Ashley Seager in the Guardian brings my attention to an almost simultaneous piece of research by Labour left pressure group Compass that comes to the same conclusions on the need for a Land Value Tax to replace Council Tax and Stamp Duty and reduce Income tax for lower and middle earners.

The levels of inequality of wealth dwawf even income inequality and explain why Labour's attempts at solving inequality through tax credits and public spend have had such little effect.

We can all, whether from left or right of the political spectrum like the simplicity and economic efficiency of a land value tax, but more than that, the fairness appeals to egalitarians, the lower income tax and scrapped stamp duty appeals to hard hit middle income liberals and conservatives, and the scrapped council tax appeals to low earners in dingy flats paying almost the same as people in mansions.

So, who is against?

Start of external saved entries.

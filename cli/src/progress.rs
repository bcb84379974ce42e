use indicatif::{ProgressBar, ProgressStyle};
use portrait_stylize::{PipelineProgress, ProgressUpdate};

pub struct StageProgress {
    pb: ProgressBar,
}

impl StageProgress {
    pub fn new() -> Self {
        let sty = ProgressStyle::with_template("[{elapsed_precise}] {bar:40.cyan/blue} {msg}")
            .unwrap_or_else(|_| ProgressStyle::default_bar())
            .progress_chars("##-");

        let pb = ProgressBar::new(1);
        pb.set_style(sty);

        // The models can take a while, keep the timer ticking between stages
        pb.enable_steady_tick(std::time::Duration::from_millis(250));

        Self { pb }
    }
}

impl Drop for StageProgress {
    fn drop(&mut self) {
        self.pb.finish();
    }
}

impl PipelineProgress for StageProgress {
    fn update(&mut self, update: ProgressUpdate) {
        self.pb.set_length(update.total.total as u64);
        self.pb.set_position(update.total.current as u64);
        self.pb.set_message(update.stage.to_string());
    }
}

Both the Labour leadership and the Tories are silent on the issue. The Labour leadership fear the wrath of our imperial tabloid press and wealthy individuals now pull the strings of both Labour and Tory policy with their large donations, the Tories more so of course. At least, Labour still have union funding to combat this. But the unions in their own way can be just as conservative on these issues and part of the establishment.

The people hit hardest by a land value tax are the wealthy and they control the political elite so don't expect change any time soon.

The beauty of a land value tax unlike other taxes is that the rich cannot avoid paying it and it would stabilise our housing economy and stop people from idly profiting at others expense just by sitting on land. So not only efficient, fair and economic, there is also a moral aspect to this tax. Lets move away from taxing things we like - ingenuity, invention and productive activities, to things we dislike - environmental degradation, anti-social behavior and unearned windfalls. It is only a thought!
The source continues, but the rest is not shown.